Data excerpts Block Start

//! Comment formats for generated lines.

/// Substitution point inside a comment template.
pub const COMMENT_MARKER: &str = "COMMENT";

/// Word placed in front of every generated comment payload.
pub const COMMENT_TAG: &str = "texlip: ";

/// Default comment template for newly registered languages.
pub const DEFAULT_COMMENT: &str = "# COMMENT";

/// A comment template split around its substitution point.
///
/// `"/* COMMENT */"` renders `payload` as `"/* texlip: payload */"`. Only the
/// first marker is substituted; any later occurrence is kept literally.
#[derive(Debug, Clone, PartialEq, Eq)]
pub struct CommentFormat {
    prefix: String,
    suffix: String,
}

impl CommentFormat {
    /// Parses a template, returning `None` if it has no substitution point.
    pub fn parse(template: &str) -> Option<Self> {
        let (prefix, suffix) = template.split_once(COMMENT_MARKER)?;
        Some(Self {
            prefix: prefix.to_string(),
            suffix: suffix.to_string(),
        })
    }

    /// Builds a complete comment line (without terminator) around `payload`.
    pub fn render(&self, payload: &str) -> String {
        format!("{}{}{}{}", self.prefix, COMMENT_TAG, payload, self.suffix)
    }

    /// Returns the template this format was parsed from.
    pub fn template(&self) -> String {
        format!("{}{}{}", self.prefix, COMMENT_MARKER, self.suffix)
    }
}

impl Default for CommentFormat {
    fn default() -> Self {
        Self {
            prefix: "# ".to_string(),
            suffix: String::new(),
        }
    }
}
//! Error types for texlip.

use thiserror::Error;

use crate::text_location::TextLocation;

/// Main error type for texlip operations.
#[derive(Error, Debug)]
pub enum TexlipError {
    #[error("I/O error: {0}")]
    Io(#[from] std::io::Error),

    #[error("Configuration error: {0}")]
    Config(String),

    #[error("TOML parse error: {0}")]
    TomlParse(#[from] toml::de::Error),

    #[error("JSON error: {0}")]
    JsonParse(#[from] serde_json::Error),

    #[error("Parse error at {location}: {message}")]
    Parse { location: TextLocation, message: String },

    #[error("Unknown language at {location}: {name}")]
    UnknownLanguage { location: TextLocation, name: String },

    #[error("Invalid comment format at {location}: {format:?} has no COMMENT marker")]
    InvalidCommentFormat {
        location: TextLocation,
        format: String,
    },
}

/// Result type alias for texlip operations.
pub type Result<T> = std::result::Result<T, TexlipError>;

Data excerpts Block End

What to produce - All of the records should be transcribed exactly, with nothing left out.

Response for this exercise -
//! Comment formats for generated lines.

/// Substitution point inside a comment template.
pub const COMMENT_MARKER: &str = "COMMENT";

/// Word placed in front of every generated comment payload.
pub const COMMENT_TAG: &str = "texlip: ";

/// Default comment template for newly registered languages.
pub const DEFAULT_COMMENT: &str = "# COMMENT";

/// A comment template split around its substitution point.
///
/// `"/* COMMENT */"` renders `payload` as `"/* texlip: payload */"`. Only the
/// first marker is substituted; any later occurrence is kept literally.
#[derive(Debug, Clone, PartialEq, Eq)]
pub struct CommentFormat {
    prefix: String,
    suffix: String,
}

impl CommentFormat {
    /// Parses a template, returning `None` if it has no substitution point.
    pub fn parse(template: &str) -> Option<Self> {
        let (prefix, suffix) = template.split_once(COMMENT_MARKER)?;
        Some(Self {
            prefix: prefix.to_string(),
            suffix: suffix.to_string(),
        })
    }

    /// Builds a complete comment line (without terminator) around `payload`.
    pub fn render(&self, payload: &str) -> String {
        format!("{}{}{}{}", self.prefix, COMMENT_TAG, payload, self.suffix)
    }

    /// Returns the template this format was parsed from.
    pub fn template(&self) -> String {
        format!("{}{}{}", self.prefix, COMMENT_MARKER, self.suffix)
    }
}

impl Default for CommentFormat {
    fn default() -> Self {
        Self {
            prefix: "# ".to_string(),
            suffix: String::new(),
        }
    }
}
//! Error types for texlip.

use thiserror::Error;

use crate::text_location::TextLocation;

/// Main error type for texlip operations.
#[derive(Error, Debug)]
pub enum TexlipError {
    #[error("I/O error: {0}")]
    Io(#[from] std::io::Error),

    #[error("Configuration error: {0}")]
    Config(String),

    #[error("TOML parse error: {0}")]
    TomlParse(#[from] toml::de::Error),

    #[error("JSON error: {0}")]
    JsonParse(#[from] serde_json::Error),

    #[error("Parse error at {location}: {message}")]
    Parse { location: TextLocation, message: String },

    #[error("Unknown language at {location}: {name}")]
    UnknownLanguage { location: TextLocation, name: String },

    #[error("Invalid comment format at {location}: {format:?} has no COMMENT marker")]
    InvalidCommentFormat {
        location: TextLocation,
        format: String,
    },
}

/// Result type alias for texlip operations.
pub type Result<T> = std::result::Result<T, TexlipError>;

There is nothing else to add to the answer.